__TASK INSTRUCTIONS__: Wherever the string "unsatisfiable" appears in a line of the listing below, report that line.

__SUPPLIED RECORDS__:
#####
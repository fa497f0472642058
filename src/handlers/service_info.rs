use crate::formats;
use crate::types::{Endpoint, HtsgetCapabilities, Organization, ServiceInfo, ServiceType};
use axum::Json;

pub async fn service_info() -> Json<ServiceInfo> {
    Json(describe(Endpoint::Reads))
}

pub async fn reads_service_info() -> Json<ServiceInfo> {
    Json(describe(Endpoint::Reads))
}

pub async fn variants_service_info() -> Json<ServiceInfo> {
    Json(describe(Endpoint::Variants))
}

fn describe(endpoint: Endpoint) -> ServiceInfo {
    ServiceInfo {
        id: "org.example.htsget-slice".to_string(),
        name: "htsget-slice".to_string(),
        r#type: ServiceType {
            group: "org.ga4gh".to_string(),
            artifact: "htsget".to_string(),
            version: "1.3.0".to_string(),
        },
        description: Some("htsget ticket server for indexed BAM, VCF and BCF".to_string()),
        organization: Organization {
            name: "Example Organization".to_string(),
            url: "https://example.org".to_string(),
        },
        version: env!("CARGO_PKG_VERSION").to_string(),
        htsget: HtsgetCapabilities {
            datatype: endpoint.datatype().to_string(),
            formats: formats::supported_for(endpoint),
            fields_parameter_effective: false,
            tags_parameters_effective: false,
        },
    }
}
#####
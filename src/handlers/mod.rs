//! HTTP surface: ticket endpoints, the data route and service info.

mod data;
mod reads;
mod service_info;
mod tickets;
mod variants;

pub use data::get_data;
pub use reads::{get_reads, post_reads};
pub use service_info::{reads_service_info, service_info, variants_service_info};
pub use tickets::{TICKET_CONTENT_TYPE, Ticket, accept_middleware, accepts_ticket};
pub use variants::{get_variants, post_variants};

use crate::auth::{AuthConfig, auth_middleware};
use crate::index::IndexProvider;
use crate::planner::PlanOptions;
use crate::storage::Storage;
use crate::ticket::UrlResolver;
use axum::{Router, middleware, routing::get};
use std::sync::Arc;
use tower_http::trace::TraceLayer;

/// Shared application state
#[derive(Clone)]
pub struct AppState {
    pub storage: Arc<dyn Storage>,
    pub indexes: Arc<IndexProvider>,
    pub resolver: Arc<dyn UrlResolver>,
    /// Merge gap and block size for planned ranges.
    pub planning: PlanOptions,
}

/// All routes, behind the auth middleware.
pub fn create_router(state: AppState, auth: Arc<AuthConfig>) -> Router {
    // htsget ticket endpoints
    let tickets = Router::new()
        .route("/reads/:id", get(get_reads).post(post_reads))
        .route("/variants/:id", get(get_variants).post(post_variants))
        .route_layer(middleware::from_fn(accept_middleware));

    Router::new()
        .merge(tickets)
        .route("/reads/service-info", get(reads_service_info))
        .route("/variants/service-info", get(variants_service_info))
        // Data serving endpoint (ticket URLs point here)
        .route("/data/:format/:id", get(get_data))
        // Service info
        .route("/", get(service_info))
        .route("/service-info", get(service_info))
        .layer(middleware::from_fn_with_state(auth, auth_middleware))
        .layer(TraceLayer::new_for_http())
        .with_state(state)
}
#####
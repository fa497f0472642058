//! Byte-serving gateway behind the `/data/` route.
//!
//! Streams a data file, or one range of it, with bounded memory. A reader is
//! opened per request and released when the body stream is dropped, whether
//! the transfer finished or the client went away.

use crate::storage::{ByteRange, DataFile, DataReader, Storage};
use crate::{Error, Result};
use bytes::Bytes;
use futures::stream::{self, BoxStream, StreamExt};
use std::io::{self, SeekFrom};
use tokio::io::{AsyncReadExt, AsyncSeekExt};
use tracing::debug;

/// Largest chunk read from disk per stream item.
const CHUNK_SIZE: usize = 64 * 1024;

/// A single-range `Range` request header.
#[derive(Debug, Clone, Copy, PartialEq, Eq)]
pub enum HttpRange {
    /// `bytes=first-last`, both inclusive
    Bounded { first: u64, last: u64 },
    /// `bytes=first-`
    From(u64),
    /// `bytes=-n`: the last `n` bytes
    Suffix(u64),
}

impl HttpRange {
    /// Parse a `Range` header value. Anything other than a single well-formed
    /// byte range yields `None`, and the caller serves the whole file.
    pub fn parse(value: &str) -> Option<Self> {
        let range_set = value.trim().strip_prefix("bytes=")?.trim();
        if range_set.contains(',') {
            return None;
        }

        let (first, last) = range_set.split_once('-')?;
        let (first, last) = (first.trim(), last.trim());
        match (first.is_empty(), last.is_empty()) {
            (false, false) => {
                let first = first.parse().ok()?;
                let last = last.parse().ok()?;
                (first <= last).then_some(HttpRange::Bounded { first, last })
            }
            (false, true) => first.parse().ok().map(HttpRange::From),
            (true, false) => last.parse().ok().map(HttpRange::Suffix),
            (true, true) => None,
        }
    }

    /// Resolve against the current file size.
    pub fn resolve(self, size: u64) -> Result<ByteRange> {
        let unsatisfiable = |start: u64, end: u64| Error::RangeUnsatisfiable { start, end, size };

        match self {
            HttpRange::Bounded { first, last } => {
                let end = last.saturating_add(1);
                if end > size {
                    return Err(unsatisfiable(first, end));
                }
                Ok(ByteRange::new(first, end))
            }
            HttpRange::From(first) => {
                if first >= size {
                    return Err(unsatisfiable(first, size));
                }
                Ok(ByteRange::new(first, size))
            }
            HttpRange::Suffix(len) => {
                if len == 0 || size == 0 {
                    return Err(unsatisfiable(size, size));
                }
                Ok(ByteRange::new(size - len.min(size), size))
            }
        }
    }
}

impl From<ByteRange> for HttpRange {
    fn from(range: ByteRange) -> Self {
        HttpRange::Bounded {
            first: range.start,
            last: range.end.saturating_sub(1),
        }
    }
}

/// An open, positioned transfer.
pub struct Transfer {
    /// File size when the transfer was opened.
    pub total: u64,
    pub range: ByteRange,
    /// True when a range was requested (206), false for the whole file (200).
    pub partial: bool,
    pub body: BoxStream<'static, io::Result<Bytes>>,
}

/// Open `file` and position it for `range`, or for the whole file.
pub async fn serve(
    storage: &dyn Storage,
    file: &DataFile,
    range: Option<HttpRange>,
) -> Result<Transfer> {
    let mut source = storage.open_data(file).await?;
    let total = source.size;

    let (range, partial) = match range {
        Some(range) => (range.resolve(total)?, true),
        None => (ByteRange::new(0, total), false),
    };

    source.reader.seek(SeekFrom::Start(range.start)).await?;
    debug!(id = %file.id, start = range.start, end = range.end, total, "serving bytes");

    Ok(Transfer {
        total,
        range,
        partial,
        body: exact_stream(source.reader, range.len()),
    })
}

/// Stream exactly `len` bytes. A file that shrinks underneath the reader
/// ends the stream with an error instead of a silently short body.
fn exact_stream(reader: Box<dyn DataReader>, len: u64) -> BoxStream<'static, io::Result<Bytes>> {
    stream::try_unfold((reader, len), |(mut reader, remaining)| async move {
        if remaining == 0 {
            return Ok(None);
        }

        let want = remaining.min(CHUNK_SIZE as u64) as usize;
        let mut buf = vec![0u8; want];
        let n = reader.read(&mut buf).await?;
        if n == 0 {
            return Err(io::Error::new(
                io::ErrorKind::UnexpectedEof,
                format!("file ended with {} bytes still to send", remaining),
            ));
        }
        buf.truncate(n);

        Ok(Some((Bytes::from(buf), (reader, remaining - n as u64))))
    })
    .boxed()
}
#####
__WRITTEN SOLUTION__:
        let unsatisfiable = |start: u64, end: u64| Error::RangeUnsatisfiable { start, end, size };
                    return Err(unsatisfiable(first, end));
                    return Err(unsatisfiable(first, size));
                    return Err(unsatisfiable(size, size));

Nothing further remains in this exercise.